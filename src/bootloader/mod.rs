//! Radio firmware update session
//!
//! `Idle` waits for a start packet, `Receiving` streams payload into flash
//! page by page, and the session ends either `Complete` (declared length
//! consumed) or `TimedOut`. The first payload chunk has its reset vector
//! captured into EEPROM and redirected to the bootloader before the first
//! page is programmed.

pub mod flash_writer;
pub mod jump;
pub mod page;
pub mod timeout;
pub mod vector;


pub use flash_writer::FlashWriter;
pub use jump::{exit_target, BootTarget, TimeoutPolicy};
#[cfg(target_arch = "avr")]
pub use jump::launch;
pub use page::PageAssembler;
pub use timeout::TimeoutGuard;
pub use vector::VectorPatcher;

use crate::clock::TickSource;
use crate::config::{APP_BASE_ADDRESS, BOOTLOADER_ADDRESS, ENTRY_VECTOR_SLOT, PACKET_SIZE};
use crate::hal::{NonVolatile, PageProgram};
use crate::logger::{Event, Log, TimeoutCause};
use crate::protocol::{Packet, PacketLink, Receiver};
use embedded_hal::digital::v2::OutputPin;
use ufmt::uWrite;

#[derive(Debug, Clone, Copy, PartialEq, Eq)]
pub enum State {
    Idle,
    Receiving,
    Complete,
    TimedOut,
}

/// What the current (or last) session did
#[derive(Debug, Clone, Copy, PartialEq, Eq, Default)]
pub struct SessionStats {
    /// Length announced by the start packet
    pub declared: u16,
    /// Payload bytes handed to the page assembler
    pub bytes_written: u16,
    pub pages_committed: u16,
    /// Entry persisted by the vector patch, if it happened
    pub entry: Option<u16>,
}

#[derive(Debug, Clone, Copy, PartialEq, Eq)]
pub enum Outcome {
    Complete(SessionStats),
    TimedOut(TimeoutCause),
}

pub struct Bootloader<P, S, I> {
    state: State,
    remaining: u16,
    stats: SessionStats,
    assembler: PageAssembler,
    writer: FlashWriter<P>,
    patcher: VectorPatcher,
    store: S,
    indicator: I,
}

impl<P, S, I> Bootloader<P, S, I>
where
    P: PageProgram,
    S: NonVolatile,
    I: OutputPin,
{
    pub fn new(programmer: P, store: S, indicator: I) -> Self {
        Self {
            state: State::Idle,
            remaining: 0,
            stats: SessionStats::default(),
            assembler: PageAssembler::new(),
            writer: FlashWriter::new(programmer),
            patcher: VectorPatcher::new(BOOTLOADER_ADDRESS, ENTRY_VECTOR_SLOT),
            store,
            indicator,
        }
    }

    pub fn state(&self) -> State {
        self.state
    }

    pub fn stats(&self) -> SessionStats {
        self.stats
    }

    /// Feed one packet through the state machine
    pub fn handle_packet<W: uWrite>(&mut self, packet: &Packet, log: &mut Log<W>) -> State {
        match self.state {
            State::Idle => {
                if let Some(length) = packet.start_length() {
                    self.begin(length, log);
                }
            }
            State::Receiving => self.consume(packet.payload(), log),
            State::Complete | State::TimedOut => {}
        }
        self.state
    }

    /// The timeout guard fired; a finished session stays finished
    pub fn time_out<W: uWrite>(&mut self, cause: TimeoutCause, log: &mut Log<W>) {
        if self.state == State::Complete {
            return;
        }
        self.state = State::TimedOut;
        self.indicator.set_low().ok();
        log.event(Event::TimedOut(cause));
    }

    /// Receive until the transfer completes or the guard expires
    pub fn run<L, T, W>(
        &mut self,
        receiver: &mut Receiver<L>,
        guard: &mut TimeoutGuard<T>,
        log: &mut Log<W>,
    ) -> Outcome
    where
        L: PacketLink,
        T: TickSource,
        W: uWrite,
    {
        log.event(Event::Listening);
        loop {
            if let Some(cause) = guard.expired() {
                self.time_out(cause, log);
                return Outcome::TimedOut(cause);
            }

            match receiver.poll() {
                Ok(packet) => {
                    guard.activity();
                    if self.handle_packet(&packet, log) == State::Complete {
                        return Outcome::Complete(self.stats);
                    }
                }
                Err(nb::Error::WouldBlock) => {}
                Err(nb::Error::Other(_)) => log.event(Event::TransportFault),
            }
        }
    }

    /// Where to go after `outcome`
    pub fn exit_target(&mut self, outcome: &Outcome, policy: TimeoutPolicy) -> BootTarget {
        exit_target(outcome, policy, &mut self.store, ENTRY_VECTOR_SLOT)
    }

    pub fn indicator_mut(&mut self) -> &mut I {
        &mut self.indicator
    }

    pub fn release(self) -> (P, S, I) {
        (self.writer.release(), self.store, self.indicator)
    }

    fn begin<W: uWrite>(&mut self, length: u16, log: &mut Log<W>) {
        self.stats = SessionStats {
            declared: length,
            ..SessionStats::default()
        };
        self.remaining = length;
        self.assembler.arm(APP_BASE_ADDRESS);
        self.state = State::Receiving;
        self.indicator.set_high().ok();
        log.event(Event::SessionStarted { length });

        if length == 0 {
            self.finish(log);
        }
    }

    fn consume<W: uWrite>(&mut self, payload: &[u8; PACKET_SIZE], log: &mut Log<W>) {
        let first_chunk = self.stats.bytes_written == 0;
        let take = (self.remaining as usize).min(PACKET_SIZE);

        let fed = self.assembler.feed(&payload[..take]) as u16;
        self.remaining -= fed;
        self.stats.bytes_written += fed;

        if first_chunk {
            let entry = self
                .patcher
                .patch(self.assembler.first_chunk_mut(), &mut self.store);
            self.stats.entry = Some(entry);
            log.event(Event::EntryCaptured { entry });
        }

        let complete = self.remaining == 0;
        if self.assembler.should_flush(complete) {
            let address = self.assembler.flush(&mut self.writer);
            self.stats.pages_committed += 1;
            log.event(Event::PageCommitted { address });
        }

        if complete {
            self.finish(log);
        }
    }

    fn finish<W: uWrite>(&mut self, log: &mut Log<W>) {
        self.state = State::Complete;
        self.indicator.set_low().ok();
        log.event(Event::TransferComplete {
            bytes: self.stats.bytes_written,
        });
    }
}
----
**DIRECTIONS FOR THIS TASK**
Each line of the listing must be output once more, exactly as shown above.

**RESULT**
filename src/bootloader/mod.rs
//! Radio firmware update session
//!
//! `Idle` waits for a start packet, `Receiving` streams payload into flash
//! page by page, and the session ends either `Complete` (declared length
//! consumed) or `TimedOut`. The first payload chunk has its reset vector
//! captured into EEPROM and redirected to the bootloader before the first
//! page is programmed.

pub mod flash_writer;
pub mod jump;
pub mod page;
pub mod timeout;
pub mod vector;


pub use flash_writer::FlashWriter;
pub use jump::{exit_target, BootTarget, TimeoutPolicy};
#[cfg(target_arch = "avr")]
pub use jump::launch;
pub use page::PageAssembler;
pub use timeout::TimeoutGuard;
pub use vector::VectorPatcher;

use crate::clock::TickSource;
use crate::config::{APP_BASE_ADDRESS, BOOTLOADER_ADDRESS, ENTRY_VECTOR_SLOT, PACKET_SIZE};
use crate::hal::{NonVolatile, PageProgram};
use crate::logger::{Event, Log, TimeoutCause};
use crate::protocol::{Packet, PacketLink, Receiver};
use embedded_hal::digital::v2::OutputPin;
use ufmt::uWrite;

#[derive(Debug, Clone, Copy, PartialEq, Eq)]
pub enum State {
    Idle,
    Receiving,
    Complete,
    TimedOut,
}

/// What the current (or last) session did
#[derive(Debug, Clone, Copy, PartialEq, Eq, Default)]
pub struct SessionStats {
    /// Length announced by the start packet
    pub declared: u16,
    /// Payload bytes handed to the page assembler
    pub bytes_written: u16,
    pub pages_committed: u16,
    /// Entry persisted by the vector patch, if it happened
    pub entry: Option<u16>,
}

#[derive(Debug, Clone, Copy, PartialEq, Eq)]
pub enum Outcome {
    Complete(SessionStats),
    TimedOut(TimeoutCause),
}

pub struct Bootloader<P, S, I> {
    state: State,
    remaining: u16,
    stats: SessionStats,
    assembler: PageAssembler,
    writer: FlashWriter<P>,
    patcher: VectorPatcher,
    store: S,
    indicator: I,
}

impl<P, S, I> Bootloader<P, S, I>
where
    P: PageProgram,
    S: NonVolatile,
    I: OutputPin,
{
    pub fn new(programmer: P, store: S, indicator: I) -> Self {
        Self {
            state: State::Idle,
            remaining: 0,
            stats: SessionStats::default(),
            assembler: PageAssembler::new(),
            writer: FlashWriter::new(programmer),
            patcher: VectorPatcher::new(BOOTLOADER_ADDRESS, ENTRY_VECTOR_SLOT),
            store,
            indicator,
        }
    }

    pub fn state(&self) -> State {
        self.state
    }

    pub fn stats(&self) -> SessionStats {
        self.stats
    }

    /// Feed one packet through the state machine
    pub fn handle_packet<W: uWrite>(&mut self, packet: &Packet, log: &mut Log<W>) -> State {
        match self.state {
            State::Idle => {
                if let Some(length) = packet.start_length() {
                    self.begin(length, log);
                }
            }
            State::Receiving => self.consume(packet.payload(), log),
            State::Complete | State::TimedOut => {}
        }
        self.state
    }

    /// The timeout guard fired; a finished session stays finished
    pub fn time_out<W: uWrite>(&mut self, cause: TimeoutCause, log: &mut Log<W>) {
        if self.state == State::Complete {
            return;
        }
        self.state = State::TimedOut;
        self.indicator.set_low().ok();
        log.event(Event::TimedOut(cause));
    }

    /// Receive until the transfer completes or the guard expires
    pub fn run<L, T, W>(
        &mut self,
        receiver: &mut Receiver<L>,
        guard: &mut TimeoutGuard<T>,
        log: &mut Log<W>,
    ) -> Outcome
    where
        L: PacketLink,
        T: TickSource,
        W: uWrite,
    {
        log.event(Event::Listening);
        loop {
            if let Some(cause) = guard.expired() {
                self.time_out(cause, log);
                return Outcome::TimedOut(cause);
            }

            match receiver.poll() {
                Ok(packet) => {
                    guard.activity();
                    if self.handle_packet(&packet, log) == State::Complete {
                        return Outcome::Complete(self.stats);
                    }
                }
                Err(nb::Error::WouldBlock) => {}
                Err(nb::Error::Other(_)) => log.event(Event::TransportFault),
            }
        }
    }

    /// Where to go after `outcome`
    pub fn exit_target(&mut self, outcome: &Outcome, policy: TimeoutPolicy) -> BootTarget {
        exit_target(outcome, policy, &mut self.store, ENTRY_VECTOR_SLOT)
    }

    pub fn indicator_mut(&mut self) -> &mut I {
        &mut self.indicator
    }

    pub fn release(self) -> (P, S, I) {
        (self.writer.release(), self.store, self.indicator)
    }

    fn begin<W: uWrite>(&mut self, length: u16, log: &mut Log<W>) {
        self.stats = SessionStats {
            declared: length,
            ..SessionStats::default()
        };
        self.remaining = length;
        self.assembler.arm(APP_BASE_ADDRESS);
        self.state = State::Receiving;
        self.indicator.set_high().ok();
        log.event(Event::SessionStarted { length });

        if length == 0 {
            self.finish(log);
        }
    }

    fn consume<W: uWrite>(&mut self, payload: &[u8; PACKET_SIZE], log: &mut Log<W>) {
        let first_chunk = self.stats.bytes_written == 0;
        let take = (self.remaining as usize).min(PACKET_SIZE);

        let fed = self.assembler.feed(&payload[..take]) as u16;
        self.remaining -= fed;
        self.stats.bytes_written += fed;

        if first_chunk {
            let entry = self
                .patcher
                .patch(self.assembler.first_chunk_mut(), &mut self.store);
            self.stats.entry = Some(entry);
            log.event(Event::EntryCaptured { entry });
        }

        let complete = self.remaining == 0;
        if self.assembler.should_flush(complete) {
            let address = self.assembler.flush(&mut self.writer);
            self.stats.pages_committed += 1;
            log.event(Event::PageCommitted { address });
        }

        if complete {
            self.finish(log);
        }
    }

    fn finish<W: uWrite>(&mut self, log: &mut Log<W>) {
        self.state = State::Complete;
        self.indicator.set_low().ok();
        log.event(Event::TransferComplete {
            bytes: self.stats.bytes_written,
        });
    }
}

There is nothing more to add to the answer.